• Exercise instructions: Go through the lines below and tally those containing the string "utils". Respond with the number only.

** Source data follows **

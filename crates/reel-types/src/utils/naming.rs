use phf::phf_map;
use time::Date;
use unicode_normalization::UnicodeNormalization;

const SEPARATOR: char = '-';

static ND_CHARMAP: phf::Map<char, &'static str> = phf_map! {
    'Æ' => "AE",
    'æ' => "ae",
    'Ð' => "D",
    'ð' => "d",
    'Ø' => "O",
    'ø' => "o",
    'Þ' => "Th",
    'þ' => "th",
    'ß' => "ss",
    'Đ' => "D",
    'đ' => "d",
    'Ħ' => "H",
    'ħ' => "h",
    'ı' => "i",
    'ĸ' => "k",
    'Ł' => "L",
    'ł' => "l",
    'Ŋ' => "N",
    'ŋ' => "n",
    'Œ' => "Oe",
    'œ' => "oe",
    'Ŧ' => "T",
    'ŧ' => "t",
};

fn remove_diacritics(text: &str) -> String {
    let mut result = String::with_capacity(text.len());

    for c in text.nfkd() {
        if let Some(mapped) = ND_CHARMAP.get(&c) {
            result.push_str(mapped);
        } else if c.is_ascii() {
            result.push(c);
        } else if c.is_alphabetic() {
            result.push(' ');
        }
    }

    result
}

/// Lowercase ASCII form of `text`, words joined by single `-`.
pub fn slugify(text: &str) -> String {
    let mut slug = String::with_capacity(text.len());
    let mut pending_separator = false;

    for c in remove_diacritics(text).chars() {
        if c.is_ascii_alphanumeric() {
            if pending_separator && !slug.is_empty() {
                slug.push(SEPARATOR);
            }
            pending_separator = false;
            slug.push(c.to_ascii_lowercase());
        } else {
            pending_separator = true;
        }
    }

    slug
}

fn date_part(date: Date) -> String {
    format!(
        "{:04}-{:02}-{:02}",
        date.year(),
        u8::from(date.month()),
        date.day()
    )
}

/// Base slug of a movie, title followed by the full release date.
///
/// Remakes sharing a title get distinct slugs. Titles differing only in
/// case or in non-Latin letters share one, the caller adds a discriminator.
/// Expects a four-digit year.
pub fn generate_slug(title: &str, release_date: Date) -> String {
    let title = slugify(title);
    let date = date_part(release_date);
    if title.is_empty() {
        date
    } else {
        format!("{title}{SEPARATOR}{date}")
    }
}
use std::collections::HashMap;

use futures::TryStreamExt as _;
use garde::Validate;
use reel_types::utils::slugify;
use serde::{Deserialize, Serialize};
use sqlx::{Executor, Pool};
use tracing::debug;

use crate::{ChosenDB, Error, error::Result};

#[allow(clippy::ptr_arg)]
fn has_slug(value: &String, _ctx: &()) -> garde::Result {
    if slugify(value).is_empty() {
        Err(garde::Error::new("must contain at least one letter or digit"))
    } else {
        Ok(())
    }
}

#[derive(Debug, Serialize, Deserialize, Clone, Validate)]
pub struct CreateGenre {
    #[garde(length(min = 1, max = 255), custom(has_slug))]
    pub name: String,
    /// Derived from name when missing
    #[garde(length(min = 1, max = 255), inner(custom(has_slug)))]
    pub slug: Option<String>,
}

#[derive(Debug, Serialize, Deserialize, Clone, PartialEq, Eq, sqlx::FromRow)]
#[cfg_attr(feature = "openapi", derive(utoipa::ToSchema))]
pub struct Genre {
    pub id: i64,
    pub name: String,
    pub slug: String,
    pub version: i64,
}

#[derive(Debug, Serialize, Deserialize, Clone, PartialEq, Eq, sqlx::FromRow)]
#[cfg_attr(feature = "openapi", derive(utoipa::ToSchema))]
pub struct GenreShort {
    pub id: i64,
    pub name: String,
    pub slug: String,
}

pub type GenreRepository = GenreRepositoryImpl<Pool<ChosenDB>>;

pub struct GenreRepositoryImpl<E> {
    executor: E,
}

impl<'c, E> GenreRepositoryImpl<E>
where
    for<'a> &'a E: Executor<'c, Database = ChosenDB>,
{
    pub fn new(executor: E) -> Self {
        Self { executor }
    }

    pub async fn create(&self, payload: CreateGenre) -> Result<Genre> {
        let slug = payload
            .slug
            .as_deref()
            .map(slugify)
            .filter(|s| !s.is_empty())
            .unwrap_or_else(|| slugify(&payload.name));
        if slug.is_empty() {
            return Err(Error::InvalidValue(format!(
                "Genre {:?} has no usable slug",
                payload.name
            )));
        }
        let result = sqlx::query("INSERT INTO genre (name, slug, version) VALUES (?, ?, 1)")
            .bind(&payload.name)
            .bind(&slug)
            .execute(&self.executor)
            .await
            .map_err(|e| Error::from_write(e, "Genre"))?;

        let id = result.last_insert_rowid();
        debug!("Created genre {slug} with id {id}");
        self.get(id).await
    }

    pub async fn get(&self, id: i64) -> Result<Genre> {
        sqlx::query_as::<_, Genre>("SELECT id, name, slug, version FROM genre WHERE id = ?")
            .bind(id)
            .fetch_optional(&self.executor)
            .await?
            .ok_or_else(|| Error::RecordNotFound("Genre".to_string()))
    }

    pub async fn list_all(&self) -> Result<Vec<GenreShort>> {
        let records = sqlx::query_as::<_, GenreShort>(
            "SELECT id, name, slug FROM genre ORDER BY name LIMIT ?",
        )
        .bind(crate::MAX_LIMIT as i64)
        .fetch(&self.executor)
        .try_collect::<Vec<_>>()
        .await?;
        Ok(records)
    }

    pub async fn get_many(&self, ids: &[i64]) -> Result<Vec<GenreShort>> {
        if ids.is_empty() {
            return Ok(vec![]);
        }
        let mut query = sqlx::QueryBuilder::<ChosenDB>::new(
            "SELECT id, name, slug FROM genre WHERE id IN (",
        );
        let mut list = query.separated(", ");
        for id in ids {
            list.push_bind(*id);
        }
        list.push_unseparated(") ORDER BY name");
        let records = query
            .build_query_as::<GenreShort>()
            .fetch_all(&self.executor)
            .await?;
        Ok(records)
    }

    /// Ids of genres whose slug contains `pattern`, ignoring case.
    pub async fn find_ids_by_slug_pattern(&self, pattern: &str) -> Result<Vec<i64>> {
        // slugs are stored lowercase
        let ids = sqlx::query_scalar::<_, i64>(
            "SELECT id FROM genre WHERE instr(slug, ?) > 0 ORDER BY id",
        )
        .bind(pattern.to_lowercase())
        .fetch_all(&self.executor)
        .await?;
        debug!("Genre pattern {pattern:?} matched {} genres", ids.len());
        Ok(ids)
    }
}

/// Loads genres linked to given movies, keyed by movie id.
pub(crate) async fn genres_for_movies<'c, X>(
    movie_ids: &[i64],
    executor: X,
) -> Result<HashMap<i64, Vec<GenreShort>>>
where
    X: Executor<'c, Database = ChosenDB>,
{
    if movie_ids.is_empty() {
        return Ok(HashMap::new());
    }
    let mut query = sqlx::QueryBuilder::<ChosenDB>::new(
        "SELECT mg.movie_id, g.id, g.name, g.slug FROM movie_genres mg \
         JOIN genre g ON g.id = mg.genre_id WHERE mg.movie_id IN (",
    );
    let mut list = query.separated(", ");
    for id in movie_ids {
        list.push_bind(*id);
    }
    list.push_unseparated(") ORDER BY g.name");

    let rows = query
        .build_query_as::<(i64, i64, String, String)>()
        .fetch_all(executor)
        .await?;

    let mut genres: HashMap<i64, Vec<GenreShort>> = HashMap::new();
    for (movie_id, id, name, slug) in rows {
        genres
            .entry(movie_id)
            .or_default()
            .push(GenreShort { id, name, slug });
    }
    Ok(genres)
}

** End of Source data **

• Result of this exercise: 2